Another important finding: those who carried out mass killings didn’t just “explode” one day. Rather, the research showed, they methodically planned their attacks taking weeks and sometimes months to internally strategize and arm themselves.

And most important for civilians to understand were the findings about the personalities of mass shooters and the red flag warnings they might display. According to the study’s co-author, criminal justice professor James Silver, these killers aren’t isolated hermits and they frequently telegraph their violent inner thoughts. The study’s 63 killers exhibited, on average, four or five troubling behaviors prior to their attacks, behaviors specifically noticed by spouses or domestic partners, friends, teachers or classmates. Some of the disturbing words or actions came more than two years before the killings. That underscores the finding that there isn’t one sudden trigger for a mass killer but rather a build-up of uncontrollable frustrations that ultimately erupts in bloodshed.

“It’s important that people understand that active shooters are people in the community,” Silver said. “They have jobs. They’re in school. They do talk to people. They come from all walks of life.” Frequently they have financial troubles, marital problems or abuse drugs and/or alcohol. Professor Silver says that the commonly heard comment after a mass shooting, “There’s no way anyone could have seen this coming,” is simply wrong.

Researchers found the shooter’s most common grievances stemmed from negative personal relationships or some sort of action taken against them at their place of employment. Simmering anger against a perceived enemy is, apparently, a powerful motivator. Sixty-four percent of the mass killers questioned confessed that they had targeted one specific victim at their chosen location but, in the end, their attack turned into a massacre of many.

The takeaway here is that repeated expressions of revenge against another person should not be ignored. Nor should comments about possible suicide. About half the subjects in this study had expressed suicidal thoughts.

Researchers discovered that in 41 percent of the cases, a previous report had been made to law enforcement about the perpetrators worrisome behavior. Unfortunately, the Bureau’s latest study does not indicate what, if any, pre-emptive police action might have been taken. As the families of disturbed people often say, law enforcement usually takes a hands-off approach unless and until a crime has been committed. To be fair, police cannot be expected to predict future behavior and they should not be put in a position to evaluate someone’s mental state.

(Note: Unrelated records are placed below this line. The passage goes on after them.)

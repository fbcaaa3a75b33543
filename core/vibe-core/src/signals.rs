//! Rolling interaction counters fed by host editor events.
//!
//! The aggregator is the single owner of the raw counters; nothing else
//! mutates them. All reads go through a metrics snapshot
//! ([`crate::metrics::snapshot`]), never through the fields directly.

use std::collections::VecDeque;

use crate::types::Millis;

/// Keystroke timestamps kept for instantaneous speed estimation.
pub const KEYSTROKE_WINDOW: usize = 10;

/// Rolling counters owned exclusively by the signal aggregator.
///
/// Mutated only by the event entry points below and by the scheduler's
/// periodic decay/reset calls. Single-threaded, non-reentrant semantics:
/// the caller serializes events against poll ticks.
#[derive(Debug, Clone)]
pub struct SignalAggregator {
    last_activity_at: Millis,
    last_file_switch_at: Millis,
    typing_chars: u64,
    tab_switches: u32,
    file_changes: u32,
    keystroke_times: VecDeque<Millis>,
}

impl SignalAggregator {
    /// Creates an aggregator anchored at `now`: idle time and time-in-file
    /// both start from zero.
    pub fn new(now: Millis) -> Self {
        Self {
            last_activity_at: now,
            last_file_switch_at: now,
            typing_chars: 0,
            tab_switches: 0,
            file_changes: 0,
            keystroke_times: VecDeque::with_capacity(KEYSTROKE_WINDOW),
        }
    }

    /// Records a content change of `changed_length` characters.
    ///
    /// Negative lengths (malformed host data) are treated as zero. A
    /// zero-length change resets the idle clock (the host did report a
    /// content change) but does not count as typing activity.
    ///
    /// Returns `true` when the change counted as typing, so the caller knows
    /// to restart the typing-burst debounce window.
    pub fn record_keystroke(&mut self, changed_length: i64, now: Millis) -> bool {
        self.last_activity_at = now;

        let delta = changed_length.max(0) as u64;
        if delta == 0 {
            return false;
        }

        self.typing_chars = self.typing_chars.saturating_add(delta);
        if self.keystroke_times.len() == KEYSTROKE_WINDOW {
            self.keystroke_times.pop_front();
        }
        self.keystroke_times.push_back(now);
        true
    }

    /// Records a file/tab switch: bumps both window counters and resets the
    /// time-in-file anchor.
    pub fn record_file_switch(&mut self, now: Millis) {
        self.tab_switches = self.tab_switches.saturating_add(1);
        self.file_changes = self.file_changes.saturating_add(1);
        self.last_file_switch_at = now;
        self.last_activity_at = now;
    }

    /// Records a window focus loss. Refreshes the last-activity anchor so the
    /// idle clock restarts, without touching any typing state.
    pub fn record_focus_loss(&mut self, now: Millis) {
        self.last_activity_at = now;
    }

    /// Periodic reset of the windowed counters (tab switches, file changes).
    /// Bounds growth and gives the classifier a sliding-window-like view
    /// without storing history.
    pub fn reset_window_counters(&mut self) {
        self.tab_switches = 0;
        self.file_changes = 0;
    }

    /// Clears the typing burst: accumulator and ring buffer. Called by the
    /// debounce timer once a quiet period confirms the burst ended.
    pub fn clear_typing_burst(&mut self) {
        self.typing_chars = 0;
        self.keystroke_times.clear();
    }

    pub fn last_activity_at(&self) -> Millis {
        self.last_activity_at
    }

    pub fn last_file_switch_at(&self) -> Millis {
        self.last_file_switch_at
    }

    pub fn tab_switches(&self) -> u32 {
        self.tab_switches
    }

    pub fn file_changes(&self) -> u32 {
        self.file_changes
    }

    pub fn keystroke_times(&self) -> &VecDeque<Millis> {
        &self.keystroke_times
    }

    /// Characters typed in the current burst (since the last debounce decay).
    pub fn typing_burst_chars(&self) -> u64 {
        self.typing_chars
    }
}

#[cfg(test)]
mod tests {
    use super::*;

    #[test]
    fn keystroke_updates_activity_and_ring() {
        let mut agg = SignalAggregator::new(1_000);
        assert!(agg.record_keystroke(3, 1_500));
        assert_eq!(agg.last_activity_at(), 1_500);
        assert_eq!(agg.keystroke_times().len(), 1);
        assert_eq!(agg.typing_burst_chars(), 3);
    }

    #[test]
    fn zero_length_change_resets_idle_but_not_typing() {
        let mut agg = SignalAggregator::new(0);
        assert!(!agg.record_keystroke(0, 5_000));
        assert_eq!(agg.last_activity_at(), 5_000);
        assert!(agg.keystroke_times().is_empty());
    }

    #[test]
    fn negative_length_is_clamped_to_zero() {
        let mut agg = SignalAggregator::new(0);
        assert!(!agg.record_keystroke(-42, 2_000));
        assert_eq!(agg.last_activity_at(), 2_000);
        assert!(agg.keystroke_times().is_empty());
    }

    #[test]
    fn ring_buffer_is_bounded() {
        let mut agg = SignalAggregator::new(0);
        for i in 0..25 {
            agg.record_keystroke(1, i * 100);
        }
        assert_eq!(agg.keystroke_times().len(), KEYSTROKE_WINDOW);
        // Oldest retained timestamp is from the 16th keystroke.
        assert_eq!(*agg.keystroke_times().front().unwrap(), 1_500);
    }

    #[test]
    fn file_switch_bumps_both_counters_and_anchors() {
        let mut agg = SignalAggregator::new(0);
        agg.record_file_switch(3_000);
        agg.record_file_switch(4_000);
        assert_eq!(agg.tab_switches(), 2);
        assert_eq!(agg.file_changes(), 2);
        assert_eq!(agg.last_file_switch_at(), 4_000);
        assert_eq!(agg.last_activity_at(), 4_000);
    }

    #[test]
    fn focus_loss_only_touches_activity() {
        let mut agg = SignalAggregator::new(0);
        agg.record_file_switch(1_000);
        agg.record_focus_loss(9_000);
        assert_eq!(agg.last_activity_at(), 9_000);
        assert_eq!(agg.last_file_switch_at(), 1_000);
        assert_eq!(agg.tab_switches(), 1);
    }

    #[test]
    fn window_reset_clears_counters_only() {
        let mut agg = SignalAggregator::new(0);
        agg.record_file_switch(1_000);
        agg.record_keystroke(5, 2_000);
        agg.reset_window_counters();
        assert_eq!(agg.tab_switches(), 0);
        assert_eq!(agg.file_changes(), 0);
        assert_eq!(agg.keystroke_times().len(), 1);
    }

    #[test]
    fn clear_typing_burst_drops_ring_and_accumulator() {
        let mut agg = SignalAggregator::new(0);
        for i in 0..5 {
            agg.record_keystroke(2, i * 50);
        }
        agg.clear_typing_burst();
        assert!(agg.keystroke_times().is_empty());
        assert_eq!(agg.typing_burst_chars(), 0);
    }
}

Other findings of interest among the 63 mass shooter cases:
–Most killers were male but four in the study were female.
–About two-thirds were Caucasian. The rest were black, Asian, Hispanic, Middle Eastern and Native American.
–The age range spanned from age 12 to 88. The most represented age group was between 40 and 49 years old.
–Nearly three-quarters had a personal connection to the chosen location, like a former school or workplace.

And, finally, about the guns used in these horrific attacks. Seems that while these killers are bent on committing murder, they did obey gun laws. And a vast majority bought their guns legally. Simply calling for more stringent gun control legislation does not go to the heart of this problem.

So, now we know more about the pre-attack behaviors of these horrific mass murderers. The question is: When does society come up with a solid strategy to prevent their crimes?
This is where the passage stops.